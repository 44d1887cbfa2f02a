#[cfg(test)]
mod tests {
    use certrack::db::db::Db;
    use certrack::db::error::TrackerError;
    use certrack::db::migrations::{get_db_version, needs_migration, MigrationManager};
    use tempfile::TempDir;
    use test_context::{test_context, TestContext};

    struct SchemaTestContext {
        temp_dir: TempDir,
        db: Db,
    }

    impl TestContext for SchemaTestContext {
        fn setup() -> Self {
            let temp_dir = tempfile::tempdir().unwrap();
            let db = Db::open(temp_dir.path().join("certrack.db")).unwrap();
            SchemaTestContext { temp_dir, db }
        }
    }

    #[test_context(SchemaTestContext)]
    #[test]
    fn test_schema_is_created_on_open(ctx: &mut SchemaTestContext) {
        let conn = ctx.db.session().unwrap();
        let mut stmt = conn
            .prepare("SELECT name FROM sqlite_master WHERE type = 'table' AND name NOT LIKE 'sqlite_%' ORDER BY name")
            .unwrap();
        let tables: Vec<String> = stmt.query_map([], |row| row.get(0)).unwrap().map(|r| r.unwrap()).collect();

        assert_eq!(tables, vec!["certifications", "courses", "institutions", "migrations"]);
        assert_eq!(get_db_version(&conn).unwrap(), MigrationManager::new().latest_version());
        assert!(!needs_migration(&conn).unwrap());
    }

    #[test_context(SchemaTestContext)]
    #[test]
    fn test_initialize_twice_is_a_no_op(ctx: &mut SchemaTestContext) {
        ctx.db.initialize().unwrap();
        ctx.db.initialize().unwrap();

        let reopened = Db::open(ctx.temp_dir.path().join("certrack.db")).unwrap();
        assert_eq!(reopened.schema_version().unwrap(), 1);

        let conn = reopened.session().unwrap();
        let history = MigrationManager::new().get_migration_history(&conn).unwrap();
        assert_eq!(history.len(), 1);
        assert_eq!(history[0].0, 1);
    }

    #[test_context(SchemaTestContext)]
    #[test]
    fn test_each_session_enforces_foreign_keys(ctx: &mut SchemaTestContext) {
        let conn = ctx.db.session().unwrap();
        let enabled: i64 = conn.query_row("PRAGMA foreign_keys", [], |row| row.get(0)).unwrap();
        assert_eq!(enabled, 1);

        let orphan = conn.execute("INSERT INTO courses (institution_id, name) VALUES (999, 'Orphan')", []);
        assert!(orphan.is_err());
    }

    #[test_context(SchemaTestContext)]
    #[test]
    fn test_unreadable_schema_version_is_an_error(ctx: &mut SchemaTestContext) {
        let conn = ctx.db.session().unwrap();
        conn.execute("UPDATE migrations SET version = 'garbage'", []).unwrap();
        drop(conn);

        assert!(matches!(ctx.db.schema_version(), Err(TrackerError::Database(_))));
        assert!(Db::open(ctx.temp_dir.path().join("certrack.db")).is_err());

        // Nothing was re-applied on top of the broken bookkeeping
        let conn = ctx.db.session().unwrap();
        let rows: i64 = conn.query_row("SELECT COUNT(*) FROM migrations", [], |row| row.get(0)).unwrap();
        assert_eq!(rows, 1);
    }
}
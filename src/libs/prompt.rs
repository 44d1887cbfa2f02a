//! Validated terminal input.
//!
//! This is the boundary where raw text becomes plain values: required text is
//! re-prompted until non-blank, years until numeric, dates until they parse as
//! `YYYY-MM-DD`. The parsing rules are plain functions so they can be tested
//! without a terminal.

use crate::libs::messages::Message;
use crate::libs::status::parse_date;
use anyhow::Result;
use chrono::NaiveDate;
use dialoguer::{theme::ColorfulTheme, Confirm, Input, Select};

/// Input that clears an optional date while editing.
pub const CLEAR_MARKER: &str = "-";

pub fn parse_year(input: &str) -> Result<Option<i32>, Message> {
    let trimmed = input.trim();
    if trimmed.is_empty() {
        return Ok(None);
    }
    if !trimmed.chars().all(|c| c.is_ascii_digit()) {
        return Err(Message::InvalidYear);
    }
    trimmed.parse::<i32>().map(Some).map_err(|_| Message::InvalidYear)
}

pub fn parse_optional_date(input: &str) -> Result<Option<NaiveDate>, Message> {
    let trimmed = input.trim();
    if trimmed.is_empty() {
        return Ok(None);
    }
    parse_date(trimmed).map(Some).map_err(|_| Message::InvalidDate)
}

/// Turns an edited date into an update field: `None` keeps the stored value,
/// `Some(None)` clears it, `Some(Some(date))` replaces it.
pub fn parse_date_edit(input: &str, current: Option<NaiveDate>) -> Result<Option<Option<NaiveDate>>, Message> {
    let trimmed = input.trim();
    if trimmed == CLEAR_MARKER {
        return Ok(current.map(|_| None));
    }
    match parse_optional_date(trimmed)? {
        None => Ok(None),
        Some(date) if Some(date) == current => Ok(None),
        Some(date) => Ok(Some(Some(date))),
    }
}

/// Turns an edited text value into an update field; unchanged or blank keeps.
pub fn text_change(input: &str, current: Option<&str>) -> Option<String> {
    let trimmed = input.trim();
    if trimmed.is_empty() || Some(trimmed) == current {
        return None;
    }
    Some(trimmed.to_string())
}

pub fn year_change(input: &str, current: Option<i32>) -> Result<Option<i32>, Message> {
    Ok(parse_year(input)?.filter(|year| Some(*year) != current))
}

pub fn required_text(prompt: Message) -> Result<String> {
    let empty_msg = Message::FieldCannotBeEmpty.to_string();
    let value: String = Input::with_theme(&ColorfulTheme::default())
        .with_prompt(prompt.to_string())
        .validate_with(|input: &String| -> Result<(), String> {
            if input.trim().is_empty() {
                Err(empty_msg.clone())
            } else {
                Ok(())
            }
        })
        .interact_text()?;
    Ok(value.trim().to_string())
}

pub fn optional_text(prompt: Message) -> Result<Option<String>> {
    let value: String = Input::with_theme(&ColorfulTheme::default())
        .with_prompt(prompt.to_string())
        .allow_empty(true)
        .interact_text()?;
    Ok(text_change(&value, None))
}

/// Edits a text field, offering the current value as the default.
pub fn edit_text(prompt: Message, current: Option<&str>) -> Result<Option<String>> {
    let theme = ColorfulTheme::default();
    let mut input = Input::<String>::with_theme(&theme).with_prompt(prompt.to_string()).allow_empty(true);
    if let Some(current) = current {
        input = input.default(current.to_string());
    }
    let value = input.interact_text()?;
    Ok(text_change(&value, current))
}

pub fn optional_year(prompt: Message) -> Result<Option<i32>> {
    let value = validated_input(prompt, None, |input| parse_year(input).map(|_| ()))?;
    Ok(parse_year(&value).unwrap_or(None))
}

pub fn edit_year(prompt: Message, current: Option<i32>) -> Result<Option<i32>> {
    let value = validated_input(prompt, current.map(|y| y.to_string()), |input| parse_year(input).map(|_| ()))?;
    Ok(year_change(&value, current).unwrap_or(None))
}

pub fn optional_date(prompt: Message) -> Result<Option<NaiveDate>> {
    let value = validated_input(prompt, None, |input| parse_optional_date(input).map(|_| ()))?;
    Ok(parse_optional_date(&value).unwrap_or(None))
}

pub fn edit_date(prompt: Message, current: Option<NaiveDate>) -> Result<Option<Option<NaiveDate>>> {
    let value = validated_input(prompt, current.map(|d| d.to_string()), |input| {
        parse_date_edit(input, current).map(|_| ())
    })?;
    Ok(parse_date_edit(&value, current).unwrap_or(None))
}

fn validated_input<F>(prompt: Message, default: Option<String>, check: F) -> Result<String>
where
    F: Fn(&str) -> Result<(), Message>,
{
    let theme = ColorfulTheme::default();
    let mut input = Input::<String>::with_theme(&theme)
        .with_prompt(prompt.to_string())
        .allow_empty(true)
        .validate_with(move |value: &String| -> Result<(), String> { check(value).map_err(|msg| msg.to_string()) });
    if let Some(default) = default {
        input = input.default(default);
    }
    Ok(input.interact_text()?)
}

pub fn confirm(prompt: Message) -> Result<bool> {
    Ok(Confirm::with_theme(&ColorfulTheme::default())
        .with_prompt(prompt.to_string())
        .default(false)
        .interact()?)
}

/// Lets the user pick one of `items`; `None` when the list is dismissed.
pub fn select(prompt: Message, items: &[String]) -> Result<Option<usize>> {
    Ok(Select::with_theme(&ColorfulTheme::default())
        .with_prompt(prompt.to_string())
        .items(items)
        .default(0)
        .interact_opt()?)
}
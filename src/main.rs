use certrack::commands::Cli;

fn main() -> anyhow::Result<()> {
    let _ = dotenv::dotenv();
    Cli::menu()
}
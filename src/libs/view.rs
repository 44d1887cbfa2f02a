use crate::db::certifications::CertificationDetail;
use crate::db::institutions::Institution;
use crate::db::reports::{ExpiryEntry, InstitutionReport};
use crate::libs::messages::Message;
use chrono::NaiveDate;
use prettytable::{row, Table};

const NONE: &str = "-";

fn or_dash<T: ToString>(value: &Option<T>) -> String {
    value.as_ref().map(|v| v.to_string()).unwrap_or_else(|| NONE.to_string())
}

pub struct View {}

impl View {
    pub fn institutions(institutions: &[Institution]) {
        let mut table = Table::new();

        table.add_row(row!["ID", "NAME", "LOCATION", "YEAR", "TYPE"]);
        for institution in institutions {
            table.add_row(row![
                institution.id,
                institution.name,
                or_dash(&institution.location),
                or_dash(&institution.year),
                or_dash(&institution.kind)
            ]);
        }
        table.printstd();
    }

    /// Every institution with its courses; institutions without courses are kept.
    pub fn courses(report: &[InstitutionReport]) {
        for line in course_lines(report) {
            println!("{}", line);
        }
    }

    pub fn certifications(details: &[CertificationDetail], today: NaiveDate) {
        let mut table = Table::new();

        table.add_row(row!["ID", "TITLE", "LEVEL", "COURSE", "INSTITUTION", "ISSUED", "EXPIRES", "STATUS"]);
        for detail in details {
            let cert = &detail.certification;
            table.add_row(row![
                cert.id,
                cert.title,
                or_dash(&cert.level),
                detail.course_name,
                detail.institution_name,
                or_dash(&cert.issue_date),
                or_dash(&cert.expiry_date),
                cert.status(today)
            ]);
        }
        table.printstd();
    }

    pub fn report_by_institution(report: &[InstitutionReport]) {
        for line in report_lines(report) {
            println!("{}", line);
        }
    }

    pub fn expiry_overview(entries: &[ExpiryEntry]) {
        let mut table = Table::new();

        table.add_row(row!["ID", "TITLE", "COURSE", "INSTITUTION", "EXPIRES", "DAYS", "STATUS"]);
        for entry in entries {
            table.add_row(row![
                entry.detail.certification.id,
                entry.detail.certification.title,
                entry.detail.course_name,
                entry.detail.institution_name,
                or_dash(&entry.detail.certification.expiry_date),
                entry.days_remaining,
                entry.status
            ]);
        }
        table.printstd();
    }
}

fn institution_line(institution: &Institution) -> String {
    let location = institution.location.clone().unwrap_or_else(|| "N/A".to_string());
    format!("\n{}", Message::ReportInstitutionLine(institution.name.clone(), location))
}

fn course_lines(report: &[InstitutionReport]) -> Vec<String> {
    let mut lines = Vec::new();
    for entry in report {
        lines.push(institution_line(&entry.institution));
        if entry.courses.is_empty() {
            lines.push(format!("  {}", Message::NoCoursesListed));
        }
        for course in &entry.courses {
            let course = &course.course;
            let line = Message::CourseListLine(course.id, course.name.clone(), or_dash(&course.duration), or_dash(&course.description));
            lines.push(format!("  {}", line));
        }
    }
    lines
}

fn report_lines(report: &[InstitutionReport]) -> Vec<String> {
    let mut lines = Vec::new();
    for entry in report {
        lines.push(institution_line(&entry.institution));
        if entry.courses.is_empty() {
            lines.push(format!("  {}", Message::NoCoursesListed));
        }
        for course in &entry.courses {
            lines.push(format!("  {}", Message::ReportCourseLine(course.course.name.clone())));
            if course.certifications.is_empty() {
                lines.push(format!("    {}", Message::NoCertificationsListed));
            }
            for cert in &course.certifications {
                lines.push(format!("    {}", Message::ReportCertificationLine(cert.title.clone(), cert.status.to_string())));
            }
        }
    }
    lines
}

Exercise goal:
Find the word "libs" in the records. Copy every line it appears in.

Task result:
filename src/libs/prompt.rs
use crate::libs::messages::Message;
use crate::libs::status::parse_date;
filename src/libs/view.rs
use crate::libs::messages::Message;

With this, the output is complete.